* [Task details]:
From top to bottom, restate the entries below word for word.

* [Exercise data]:

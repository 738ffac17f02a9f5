//! Motus feedback calculation and representation
//!
//! Each guessed letter receives one verdict:
//! - Correct: right letter in the right column
//! - Misplaced: letter appears elsewhere in the secret word
//! - Absent: letter not in the word (or all its occurrences already used)

use super::SecretWord;
use super::word::BLANK;
use crate::error::GameError;

/// Correctness tag of a single letter slot
#[derive(Debug, Clone, Copy, PartialEq, Eq, Hash, Default)]
pub enum Verdict {
    /// Not evaluated yet
    #[default]
    Unknown,
    Correct,
    Misplaced,
    Absent,
}

impl Verdict {
    /// Emoji used by the line-mode output and the `check` command
    #[must_use]
    pub const fn emoji(self) -> char {
        match self {
            Self::Unknown => '⬛',
            Self::Correct => '🟥',
            Self::Misplaced => '🟡',
            Self::Absent => '🟦',
        }
    }
}

/// Verdicts for one submitted guess, in column order
#[derive(Debug, Clone, PartialEq, Eq)]
pub struct Feedback(Vec<Verdict>);

impl Feedback {
    /// Evaluate `guess` against `secret`
    ///
    /// Implements the two-pass rule including duplicate letters:
    /// 1. First pass: mark exact matches and remove them from the available pool
    /// 2. Second pass, left to right: mark misplaced letters from the remaining pool
    ///
    /// Blank positions (`BLANK`) are always absent.
    ///
    /// # Errors
    /// Returns `GameError::InvalidGuessLength` if the guess and the secret do
    /// not have the same number of letters.
    ///
    /// # Examples
    /// ```
    /// use motus::core::{Feedback, SecretWord, Verdict};
    ///
    /// let secret = SecretWord::new("LUTINS").unwrap();
    /// let guess: Vec<char> = "LATTES".chars().collect();
    /// let feedback = Feedback::evaluate(&secret, &guess).unwrap();
    ///
    /// assert_eq!(feedback.verdicts()[0], Verdict::Correct);
    /// assert_eq!(feedback.verdicts()[2], Verdict::Correct);
    /// assert_eq!(feedback.verdicts()[3], Verdict::Absent);
    /// ```
    pub fn evaluate(secret: &SecretWord, guess: &[char]) -> Result<Self, GameError> {
        if guess.len() != secret.len() {
            return Err(GameError::InvalidGuessLength {
                expected: secret.len(),
                actual: guess.len(),
            });
        }

        let mut result = vec![Verdict::Absent; guess.len()];
        let mut available = secret.letter_counts();

        // First pass: exact column matches
        for (i, (&guessed, &expected)) in guess.iter().zip(secret.letters()).enumerate() {
            if guessed == expected {
                result[i] = Verdict::Correct;
                if let Some(count) = available.get_mut(&guessed) {
                    *count = count.saturating_sub(1);
                }
            }
        }

        // Second pass: letters present elsewhere, consumed left to right
        for (i, &guessed) in guess.iter().enumerate() {
            if result[i] == Verdict::Correct || guessed == BLANK {
                continue;
            }
            if let Some(count) = available.get_mut(&guessed)
                && *count > 0
            {
                result[i] = Verdict::Misplaced;
                *count -= 1;
            }
        }

        Ok(Self(result))
    }

    /// Verdicts in column order
    #[inline]
    #[must_use]
    pub fn verdicts(&self) -> &[Verdict] {
        &self.0
    }

    /// Check if every letter is correct
    #[must_use]
    pub fn is_perfect(&self) -> bool {
        !self.0.is_empty() && self.0.iter().all(|&v| v == Verdict::Correct)
    }

    /// Count the number of correct letters
    #[must_use]
    pub fn count_correct(&self) -> usize {
        self.0.iter().filter(|&&v| v == Verdict::Correct).count()
    }

    /// Count the number of misplaced letters
    #[must_use]
    pub fn count_misplaced(&self) -> usize {
        self.0.iter().filter(|&&v| v == Verdict::Misplaced).count()
    }

    /// Convert feedback to an emoji string
    ///
    /// # Examples
    /// ```
    /// use motus::core::{Feedback, SecretWord};
    ///
    /// let secret = SecretWord::new("SOUPLE").unwrap();
    /// let guess: Vec<char> = "SOLEIL".chars().collect();
    /// let feedback = Feedback::evaluate(&secret, &guess).unwrap();
    /// assert_eq!(feedback.to_emoji(), "🟥🟥🟡🟡🟦🟦");
    /// ```
    #[must_use]
    pub fn to_emoji(&self) -> String {
        self.0.iter().map(|v| v.emoji()).collect()
    }
}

* [Reply]:
repository 738ffac17f02a9f5
//! Motus feedback calculation and representation
//!
//! Each guessed letter receives one verdict:
//! - Correct: right letter in the right column
//! - Misplaced: letter appears elsewhere in the secret word
//! - Absent: letter not in the word (or all its occurrences already used)

use super::SecretWord;
use super::word::BLANK;
use crate::error::GameError;

/// Correctness tag of a single letter slot
#[derive(Debug, Clone, Copy, PartialEq, Eq, Hash, Default)]
pub enum Verdict {
    /// Not evaluated yet
    #[default]
    Unknown,
    Correct,
    Misplaced,
    Absent,
}

impl Verdict {
    /// Emoji used by the line-mode output and the `check` command
    #[must_use]
    pub const fn emoji(self) -> char {
        match self {
            Self::Unknown => '⬛',
            Self::Correct => '🟥',
            Self::Misplaced => '🟡',
            Self::Absent => '🟦',
        }
    }
}

/// Verdicts for one submitted guess, in column order
#[derive(Debug, Clone, PartialEq, Eq)]
pub struct Feedback(Vec<Verdict>);

impl Feedback {
    /// Evaluate `guess` against `secret`
    ///
    /// Implements the two-pass rule including duplicate letters:
    /// 1. First pass: mark exact matches and remove them from the available pool
    /// 2. Second pass, left to right: mark misplaced letters from the remaining pool
    ///
    /// Blank positions (`BLANK`) are always absent.
    ///
    /// # Errors
    /// Returns `GameError::InvalidGuessLength` if the guess and the secret do
    /// not have the same number of letters.
    ///
    /// # Examples
    /// ```
    /// use motus::core::{Feedback, SecretWord, Verdict};
    ///
    /// let secret = SecretWord::new("LUTINS").unwrap();
    /// let guess: Vec<char> = "LATTES".chars().collect();
    /// let feedback = Feedback::evaluate(&secret, &guess).unwrap();
    ///
    /// assert_eq!(feedback.verdicts()[0], Verdict::Correct);
    /// assert_eq!(feedback.verdicts()[2], Verdict::Correct);
    /// assert_eq!(feedback.verdicts()[3], Verdict::Absent);
    /// ```
    pub fn evaluate(secret: &SecretWord, guess: &[char]) -> Result<Self, GameError> {
        if guess.len() != secret.len() {
            return Err(GameError::InvalidGuessLength {
                expected: secret.len(),
                actual: guess.len(),
            });
        }

        let mut result = vec![Verdict::Absent; guess.len()];
        let mut available = secret.letter_counts();

        // First pass: exact column matches
        for (i, (&guessed, &expected)) in guess.iter().zip(secret.letters()).enumerate() {
            if guessed == expected {
                result[i] = Verdict::Correct;
                if let Some(count) = available.get_mut(&guessed) {
                    *count = count.saturating_sub(1);
                }
            }
        }

        // Second pass: letters present elsewhere, consumed left to right
        for (i, &guessed) in guess.iter().enumerate() {
            if result[i] == Verdict::Correct || guessed == BLANK {
                continue;
            }
            if let Some(count) = available.get_mut(&guessed)
                && *count > 0
            {
                result[i] = Verdict::Misplaced;
                *count -= 1;
            }
        }

        Ok(Self(result))
    }

    /// Verdicts in column order
    #[inline]
    #[must_use]
    pub fn verdicts(&self) -> &[Verdict] {
        &self.0
    }

    /// Check if every letter is correct
    #[must_use]
    pub fn is_perfect(&self) -> bool {
        !self.0.is_empty() && self.0.iter().all(|&v| v == Verdict::Correct)
    }

    /// Count the number of correct letters
    #[must_use]
    pub fn count_correct(&self) -> usize {
        self.0.iter().filter(|&&v| v == Verdict::Correct).count()
    }

    /// Count the number of misplaced letters
    #[must_use]
    pub fn count_misplaced(&self) -> usize {
        self.0.iter().filter(|&&v| v == Verdict::Misplaced).count()
    }

    /// Convert feedback to an emoji string
    ///
    /// # Examples
    /// ```
    /// use motus::core::{Feedback, SecretWord};
    ///
    /// let secret = SecretWord::new("SOUPLE").unwrap();
    /// let guess: Vec<char> = "SOLEIL".chars().collect();
    /// let feedback = Feedback::evaluate(&secret, &guess).unwrap();
    /// assert_eq!(feedback.to_emoji(), "🟥🟥🟡🟡🟦🟦");
    /// ```
    #[must_use]
    pub fn to_emoji(&self) -> String {
        self.0.iter().map(|v| v.emoji()).collect()
    }
}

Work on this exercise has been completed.